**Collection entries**
- - - - - - -

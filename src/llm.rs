use std::time::Duration;

use anyhow::{Context, Result};
use reqwest::StatusCode;
use serde::Deserialize;
use serde_json::json;
use tracing::{debug, error, warn};

use crate::models::{ReplyContext, StyleProfile};

const MAX_RETRIES: u32 = 3;
const BACKOFF_SECONDS: u64 = 2;
const TEXT_TIMEOUT: Duration = Duration::from_secs(20);
const VISION_TIMEOUT: Duration = Duration::from_secs(60);
const MAX_VISION_FRAMES: usize = 10;

#[derive(Debug, Deserialize)]
struct ChatResponse {
    choices: Vec<Choice>,
}

#[derive(Debug, Deserialize)]
struct Choice {
    message: ResponseMessage,
}

#[derive(Debug, Deserialize)]
struct ResponseMessage {
    content: Option<String>,
}

/// OpenAI-compatible chat client. Rate limits are retried with linear
/// backoff; exhaustion yields an empty string (the pipeline reads that as
/// "no reply"). Any other HTTP failure is a hard error.
pub struct LlmClient {
    client: reqwest::Client,
    api_key: String,
    model: String,
    vision_model: String,
    base_url: String,
}

impl LlmClient {
    pub fn new(api_key: String, model: String, vision_model: String) -> Self {
        Self {
            client: reqwest::Client::new(),
            api_key,
            model,
            vision_model,
            base_url: "https://api.openai.com/v1".to_string(),
        }
    }

    /// Point the client at a different API base (for testing).
    pub fn with_base_url(mut self, base_url: String) -> Self {
        self.base_url = base_url.trim_end_matches('/').to_string();
        self
    }

    /// Generate a style-matched reply from the conversation snippet.
    pub async fn generate_reply(&self, context: &ReplyContext) -> Result<String> {
        let mut system_prompt = context.settings.rendered_system_prompt();
        let style_hint = style_guidance(&context.style_profile);
        if !style_hint.is_empty() {
            system_prompt = format!("{system_prompt} {style_hint}");
        }

        let mut messages = vec![json!({"role": "system", "content": system_prompt})];
        for msg in &context.recent_messages {
            match msg.text.as_deref() {
                Some(text) if !text.is_empty() => {
                    messages.push(json!({"role": "user", "content": text}));
                }
                _ => {}
            }
        }

        let payload = json!({
            "model": self.model,
            "messages": messages,
            "temperature": context.settings.model_temperature,
            "max_tokens": context.settings.max_tokens,
        });

        let reply = self.chat(payload, TEXT_TIMEOUT).await?;
        Ok(trim_reply(&reply, context.settings.max_reply_sentences))
    }

    /// Summarize video frames with the vision model. Frames are base64 JPEG
    /// data, at most 10 of which are sent.
    pub async fn describe_frames(&self, frames: &[String], caption: Option<&str>) -> Result<String> {
        let mut instruction = "Analyze these video frames extracted at 2-second intervals. \
             Describe what's happening in the video, the main subjects, actions, \
             setting, and overall theme. Be concise but comprehensive."
            .to_string();
        if let Some(caption) = caption {
            instruction.push_str(&format!("\n\nVideo caption: {caption}"));
        }

        let mut content = vec![json!({"type": "text", "text": instruction})];
        for frame in frames.iter().take(MAX_VISION_FRAMES) {
            content.push(json!({
                "type": "image_url",
                "image_url": {
                    "url": format!("data:image/jpeg;base64,{frame}"),
                    "detail": "low",
                }
            }));
        }

        let payload = json!({
            "model": self.vision_model,
            "messages": [{"role": "user", "content": content}],
            "max_tokens": 500,
            "temperature": 0.7,
        });

        let analysis = self.chat(payload, VISION_TIMEOUT).await?;
        debug!(analysis_length = analysis.len(), "Video analysis complete");
        Ok(analysis)
    }

    /// Generate a style-matched comment about an analyzed video.
    pub async fn video_comment(&self, analysis: &str, context: &ReplyContext) -> Result<String> {
        let mut system_prompt = format!(
            "You are commenting on a short video shared in a group chat. \
             Write an engaging, natural comment that responds to the video content. \
             Keep it brief ({} sentences or fewer). \
             Be authentic and conversational, like a real person commenting.",
            context.settings.max_reply_sentences
        );
        let style_hint = style_guidance(&context.style_profile);
        if !style_hint.is_empty() {
            system_prompt = format!("{system_prompt} {style_hint}");
        }

        let payload = json!({
            "model": self.model,
            "messages": [
                {"role": "system", "content": system_prompt},
                {"role": "user", "content": format!(
                    "Video content: {analysis}\n\nWrite a natural comment about this video."
                )},
            ],
            "temperature": context.settings.model_temperature,
            "max_tokens": 200,
        });

        let comment = self.chat(payload, TEXT_TIMEOUT).await?;
        Ok(trim_reply(&comment, context.settings.max_reply_sentences))
    }

    async fn chat(&self, payload: serde_json::Value, timeout: Duration) -> Result<String> {
        let url = format!("{}/chat/completions", self.base_url);

        for attempt in 1..=MAX_RETRIES {
            match self
                .client
                .post(&url)
                .bearer_auth(&self.api_key)
                .timeout(timeout)
                .json(&payload)
                .send()
                .await
            {
                Ok(response) if response.status() == StatusCode::TOO_MANY_REQUESTS => {
                    warn!(attempt, "OpenAI rate limited");
                }
                Ok(response) => {
                    let status = response.status();
                    if !status.is_success() {
                        let body = response.text().await.unwrap_or_default();
                        anyhow::bail!("OpenAI API error ({status}): {body}");
                    }
                    let parsed: ChatResponse = response
                        .json()
                        .await
                        .context("Failed to parse OpenAI response")?;
                    let content = parsed
                        .choices
                        .into_iter()
                        .next()
                        .and_then(|c| c.message.content)
                        .unwrap_or_default();
                    return Ok(content.trim().to_string());
                }
                Err(e) => {
                    warn!(attempt, "OpenAI request failed: {e}");
                }
            }

            if attempt < MAX_RETRIES {
                tokio::time::sleep(Duration::from_secs(BACKOFF_SECONDS * attempt as u64)).await;
            }
        }

        error!("OpenAI request retries exhausted");
        Ok(String::new())
    }
}

/// Turn the style profile into prompt guidance. Thresholds: texts averaging
/// 40 chars or less read as "short and punchy", 120 or more as long-form;
/// an emoji ratio of 2% invites emoji, 0.5% or less forbids them.
pub(crate) fn style_guidance(profile: &StyleProfile) -> String {
    let mut hints: Vec<String> = Vec::new();

    if !profile.common_words.is_empty() {
        hints.push(format!(
            "Common slang/words: {}",
            profile.common_words.join(", ")
        ));
    }

    if profile.average_length <= 40.0 {
        hints.push("Keep replies short and punchy.".to_string());
    } else if profile.average_length >= 120.0 {
        hints.push("Longer, more detailed replies are acceptable.".to_string());
    }

    if profile.emoji_ratio >= 0.02 {
        hints.push("Use emojis occasionally if it feels natural.".to_string());
    } else if profile.emoji_ratio <= 0.005 {
        hints.push("Avoid emojis unless the user uses them first.".to_string());
    }

    if hints.is_empty() {
        return String::new();
    }
    format!("Style notes: {}", hints.join(" "))
}

/// Trim to the first `max_sentences` complete sentences. A sentence ends at
/// `.`/`!`/`?` followed by whitespace. Zero disables trimming.
pub(crate) fn trim_reply(text: &str, max_sentences: usize) -> String {
    let text = text.trim();
    if max_sentences == 0 {
        return text.to_string();
    }

    let bytes = text.as_bytes();
    let mut parts: Vec<&str> = Vec::new();
    let mut start = 0;
    for i in 0..bytes.len() {
        if matches!(bytes[i], b'.' | b'!' | b'?')
            && bytes.get(i + 1).is_some_and(|b| b.is_ascii_whitespace())
        {
            parts.push(text[start..=i].trim());
            start = i + 1;
        }
    }
    let tail = text[start..].trim();
    if !tail.is_empty() {
        parts.push(tail);
    }

    if parts.len() <= max_sentences {
        return text.to_string();
    }
    parts[..max_sentences].join(" ")
}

- - - - - - -

**Exercise objective**
Extract all lines of the records above that include "join".

**Exercise response**
            profile.common_words.join(", ")
    format!("Style notes: {}", hints.join(" "))
    parts[..max_sentences].join(" ")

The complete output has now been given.